Os estudos com antagonistas do sistema renina angiotensina aldosterona têm resultados conflitantes, não havendo na literatura atual uma resposta definitiva sobre o que fazer com essas classes de medicações. Assim, devemos avaliar o tipo de cirurgia, a variabilidade pressórica do paciente e a previsão de sangramento. Caso optado por suspensão de IECA ou BRA, este deve ser reintroduzido assim que possível.
Os bloqueadores de canal de cálcio devem ser mantidos nos pacientes que já os utilizam cronicamente, porém a decisão pode ser individualizada, já que há riscos associados à hipotensão e ausência de efeitos deletérios de sua suspensão.
Também não há evidências robustas em relação a diuréticos, sabemos que sua manutenção é segura e não há aumento de hipotensão ou necessidade de reposição de fluidos e drogas vasopressoras.
Em relação a simpatolíticos de ação central, a clonidina deve ser mantida nos que a utilizam, porém não deve ser iniciada com objetivo de reduzir eventos. Os betabloqueadores devem sempre ser mantidos, pois sua suspensão, assim como a da clonidina, pode ser deletéria. A introdução do betabloqueador é contraindicada no intervalo de até 7 dias da data do procedimento.
A manutenção de antiagregantes e anticoagulantes vai depender do motivo e tempo de uso, risco trombótico e risco de sangramento do procedimento a que o paciente será submetido. Assim, deverá ser avaliado caso a caso.

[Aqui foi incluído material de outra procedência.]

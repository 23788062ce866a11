use rustc_hash::{FxHashMap, FxHashSet};

use crate::runner::ds::class::ClassId;
use crate::runner::ds::method_table::MethodTable;
use crate::runner::ds::value::Value;
use crate::runner::interop::host::HostRef;

/// Arena index of an object instance.
#[derive(Debug, Clone, Copy, PartialEq, Eq, Hash, PartialOrd, Ord)]
pub struct InstanceId(pub u32);

/// Per-instance method table, allocated on the first singleton definition.
#[derive(Debug, Clone, Default)]
pub struct SingletonTable {
    pub methods: MethodTable,
    /// Names this instance no longer sees at its own class level; lookup for
    /// them continues with the class's mixins and superclass.
    pub detached: FxHashSet<String>,
}

impl SingletonTable {
    pub fn new() -> Self {
        SingletonTable::default()
    }
}

/// Receiver state of a dynamic object.
#[derive(Debug, Clone)]
pub struct ObjectInstance {
    pub id: InstanceId,
    pub class: ClassId,
    ivars: FxHashMap<String, Value>,
    singleton: Option<SingletonTable>,
    /// Backing host value for boxed objects.
    host: Option<HostRef>,
}

fn ivar_key(name: &str) -> &str {
    name.trim_start_matches('@')
}

impl ObjectInstance {
    pub fn new(id: InstanceId, class: ClassId) -> Self {
        ObjectInstance {
            id,
            class,
            ivars: FxHashMap::default(),
            singleton: None,
            host: None,
        }
    }

    pub fn with_host(mut self, host: HostRef) -> Self {
        self.host = Some(host);
        self
    }

    /// Reads `@name`; an unset ivar reads as `None`.
    pub fn ivar(&self, name: &str) -> Option<Value> {
        self.ivars.get(ivar_key(name)).cloned()
    }

    pub fn set_ivar(&mut self, name: &str, value: Value) {
        self.ivars.insert(ivar_key(name).to_string(), value);
    }

    pub fn has_ivar(&self, name: &str) -> bool {
        self.ivars.contains_key(ivar_key(name))
    }

    pub fn ivar_names(&self) -> Vec<String> {
        let mut names: Vec<String> = self.ivars.keys().cloned().collect();
        names.sort();
        names
    }

    pub fn singleton(&self) -> Option<&SingletonTable> {
        self.singleton.as_ref()
    }

    /// The singleton table, created if absent.
    pub fn singleton_mut(&mut self) -> &mut SingletonTable {
        self.singleton.get_or_insert_with(SingletonTable::new)
    }

    pub fn existing_singleton_mut(&mut self) -> Option<&mut SingletonTable> {
        self.singleton.as_mut()
    }

    pub fn host(&self) -> Option<&HostRef> {
        self.host.as_ref()
    }
}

As estatinas devem ser mantidas em todos os pacientes que já usam e devem ser introduzidas nas cirurgias vasculares arteriais ou quando há indicação clínica de seu uso.
Monitorização no perioperatório
Os peptídeos natriuréticos e a troponina ultrassensível têm sido testados como marcadores de risco no perioperatório, no intuito de melhorar a estratificação do risco, porém ainda há muito a ser definido. Atualmente a recomendação é coletar BNP/NT-proBNP de pacientes com idade > 65 anos ou entre 45 e 64 anos com doença cardiovascular estabelecida ou fator de risco para doença cardiovascular.
Já a troponina deve ser coletada no pré-operatório e no primeiro e segundo dias de pós-operatório, junto a realização de ECG, em pacientes com risco intermediário ou alto de complicações submetidos a cirurgia de risco intermediário ou alto.
Monitorização em UTI por 48 horas é recomendada para pacientes com risco alto de complicações submetidos a cirurgias de risco intermediário ou alto e pode ser considerada para os de risco intermediário submetidos a procedimentos de risco intermediário ou alto.
Não se recomenda dosar troponina em pacientes de baixo risco ou os que serão submetidos a cirurgias de baixo risco.
Comentários e conclusão
A diretriz comenta ainda sobre doenças específicas dos pacientes, como os que já tem doença coronária, IC e valvopatias e sobre o manejo específico doas anticoagulantes. Além disso, há considerações em relação às complicações ocorridas no pós-operatório e seu manejo.
A avaliação perioperatória é uma área bastante ampla e nos últimos anos tivemos grande avanço em relação a estratificação de risco dos pacientes e seu manejo no perioperatório.